Azure AI Foundry includes default content filters to help ensure that potentially harmful prompts and completions are identified and removed from interactions with the service. Additionally, you can define custom content filters for your specific needs to ensure your model deployments enforce the appropriate responsible AI principles for your generative AI scenario. Content filtering is one element of an effective approach to responsible AI when working with generative AI models.

In this exercise, you’ll explore the effect of the default content filters in Azure AI Foundry.

This exercise will take approximately 25 minutes.

Note: Some of the technologies used in this exercise are in preview or in active development. You may experience some unexpected behavior, warnings, or errors.

Create an Azure AI Foundry project

Let’s start by creating an Azure AI Foundry project.

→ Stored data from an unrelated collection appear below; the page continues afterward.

//! Phong-lit textured cube over a floor plane, with a small white lamp
//! cube marking the light position.

use nalgebra_glm as glm;

use glshapes::geometry::{
    CUBE_FACES, LAMP_QUAD_VERTICES, LIT_QUAD_VERTICES, POS_COLOR_UV_NORMAL, POS_ONLY, QUAD_INDICES,
};
use glshapes::{
    CameraConfig, DemoError, DemoOptions, FrameContext, Mesh, Scene, ShaderProgram, Texture2d,
};

const VERTEX_SHADER: &str = r#"#version 330 core
layout(location = 0) in vec3 vPosition;
layout(location = 1) in vec3 aColor;
layout(location = 2) in vec2 texCoord;
layout(location = 3) in vec3 normal;
out vec3 oColor;
out vec2 oTexCoord;
out vec3 oNormal;
out vec3 fragPos;
uniform mat4 model;
uniform mat4 view;
uniform mat4 projection;
void main()
{
    gl_Position = projection * view * model * vec4(vPosition, 1.0);
    oColor = aColor;
    oTexCoord = texCoord;
    oNormal = mat3(transpose(inverse(model))) * normal;
    fragPos = vec3(model * vec4(vPosition, 1.0));
}
"#;

const FRAGMENT_SHADER: &str = r#"#version 330 core
in vec3 oColor;
in vec2 oTexCoord;
in vec3 oNormal;
in vec3 fragPos;
out vec4 fragColor;
uniform sampler2D myTexture;
uniform vec3 objectColor;
uniform vec3 lightColor;
uniform vec3 lightPos;
uniform vec3 viewPos;
void main()
{
    // Ambient
    float ambientStrength = 0.2;
    vec3 ambient = ambientStrength * lightColor;
    // Diffuse
    vec3 norm = normalize(oNormal);
    vec3 lightDir = normalize(lightPos - fragPos);
    float diff = max(dot(norm, lightDir), 0.0);
    vec3 diffuse = diff * lightColor;
    // Specular
    float specularStrength = 1.5;
    vec3 viewDir = normalize(viewPos - fragPos);
    vec3 reflectDir = reflect(-lightDir, norm);
    float spec = pow(max(dot(viewDir, reflectDir), 0.0), 128.0);
    vec3 specular = specularStrength * spec * lightColor;
    vec3 result = (ambient + diffuse + specular) * objectColor;
    fragColor = texture(myTexture, oTexCoord) * vec4(result, 1.0);
}
"#;

const LAMP_VERTEX_SHADER: &str = r#"#version 330 core
layout(location = 0) in vec3 vPosition;
uniform mat4 model;
uniform mat4 view;
uniform mat4 projection;
void main()
{
    gl_Position = projection * view * model * vec4(vPosition, 1.0);
}
"#;

const LAMP_FRAGMENT_SHADER: &str = r#"#version 330 core
out vec4 fragColor;
void main()
{
    fragColor = vec4(1.0);
}
"#;

const LIGHT_POSITION: [f32; 3] = [1.0, 1.0, 1.0];
const OBJECT_COLOR: [f32; 3] = [0.46, 0.36, 0.25];

struct LitCube {
    shader: ShaderProgram,
    lamp_shader: ShaderProgram,
    quad: Mesh,
    lamp_quad: Mesh,
    crate_texture: Texture2d,
    grid_texture: Texture2d,
}

impl Scene for LitCube {
    fn draw(&mut self, gl: &glow::Context, frame: &FrameContext) -> Result<(), DemoError> {
        let light_pos = glm::vec3(LIGHT_POSITION[0], LIGHT_POSITION[1], LIGHT_POSITION[2]);

        self.shader.activate(gl);
        self.shader.set_mat4(gl, "view", &frame.view);
        self.shader.set_mat4(gl, "projection", &frame.projection);
        self.shader
            .set_vec3(gl, "objectColor", &glm::vec3(OBJECT_COLOR[0], OBJECT_COLOR[1], OBJECT_COLOR[2]));
        self.shader.set_vec3(gl, "lightColor", &glm::vec3(1.0, 1.0, 1.0));
        self.shader.set_vec3(gl, "lightPos", &light_pos);
        self.shader.set_vec3(gl, "viewPos", &frame.camera_position);

        // Cube
        self.crate_texture.bind(gl);
        for face in &CUBE_FACES {
            self.shader.set_mat4(gl, "model", &face.model_matrix());
            self.quad.draw(gl);
        }

        // Floor
        self.grid_texture.bind(gl);
        let mut model = glm::Mat4::identity();
        model = glm::translate(&model, &glm::vec3(0.0, -0.5, 0.0));
        model = glm::rotate(&model, 90.0_f32.to_radians(), &glm::vec3(1.0, 0.0, 0.0));
        model = glm::scale(&model, &glm::vec3(5.0, 5.0, 5.0));
        self.shader.set_mat4(gl, "model", &model);
        self.quad.draw(gl);

        Texture2d::unbind(gl);
        ShaderProgram::deactivate(gl);

        // Lamp: the same six faces shrunk to an eighth around the light.
        self.lamp_shader.activate(gl);
        self.lamp_shader.set_mat4(gl, "view", &frame.view);
        self.lamp_shader.set_mat4(gl, "projection", &frame.projection);
        for face in &CUBE_FACES {
            let offset = glm::vec3(
                face.position[0] / 8.0 + light_pos.x,
                face.position[1] / 8.0 + light_pos.y,
                face.position[2] / 8.0 + light_pos.z,
            );
            let mut model = glm::Mat4::identity();
            model = glm::translate(&model, &offset);
            model = glm::rotate(&model, face.yaw_deg.to_radians(), &glm::vec3(0.0, 1.0, 0.0));
            model = glm::rotate(&model, face.tilt_deg.to_radians(), &glm::vec3(1.0, 0.0, 0.0));
            model = glm::scale(&model, &glm::vec3(0.125, 0.125, 0.125));
            self.lamp_shader.set_mat4(gl, "model", &model);
            self.lamp_quad.draw(gl);
        }
        ShaderProgram::deactivate(gl);

        Ok(())
    }

    fn destroy(&mut self, gl: &glow::Context) {
        self.quad.destroy(gl);
        self.lamp_quad.destroy(gl);
        self.crate_texture.destroy(gl);
        self.grid_texture.destroy(gl);
        self.shader.destroy(gl);
        self.lamp_shader.destroy(gl);
    }
}

fn main() -> anyhow::Result<()> {
    env_logger::init();

    let options = DemoOptions {
        title: "Lit Cube",
        camera: CameraConfig {
            fov_bounds: (1.0, 55.0),
            pitch_limit: Some(std::f32::consts::FRAC_PI_2 - 0.1),
            ..CameraConfig::default()
        },
        ..DemoOptions::default()
    };

    glshapes::run(options, |gl| {
        Ok(Box::new(LitCube {
            shader: ShaderProgram::new(gl, VERTEX_SHADER, FRAGMENT_SHADER)?,
            lamp_shader: ShaderProgram::new(gl, LAMP_VERTEX_SHADER, LAMP_FRAGMENT_SHADER)?,
            quad: Mesh::new(gl, &LIT_QUAD_VERTICES, &QUAD_INDICES, &POS_COLOR_UV_NORMAL)?,
            lamp_quad: Mesh::new(gl, &LAMP_QUAD_VERTICES, &QUAD_INDICES, &POS_ONLY)?,
            crate_texture: Texture2d::from_file_or_checkerboard(gl, "crate.png")?,
            grid_texture: Texture2d::from_file_or_checkerboard(gl, "grid.png")?,
        }))
    })?;

    Ok(())
}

  1. In a web browser, open the Azure AI Foundry portal at https://ai.azure.com and sign in using your Azure credentials. Close any tips or quick start panes that are opened the first time you sign in, and if necessary use the Azure AI Foundry logo at the top left to navigate to the home page, which looks similar to the following image:

    Screenshot of Azure AI Foundry portal.

  2. In the home page, select + Create project.
  3. In the Create a project wizard, enter a valid name for your project and if an existing hub is suggested, choose the option to create a new one. Then review the Azure resources that will be automatically created to support your hub and project.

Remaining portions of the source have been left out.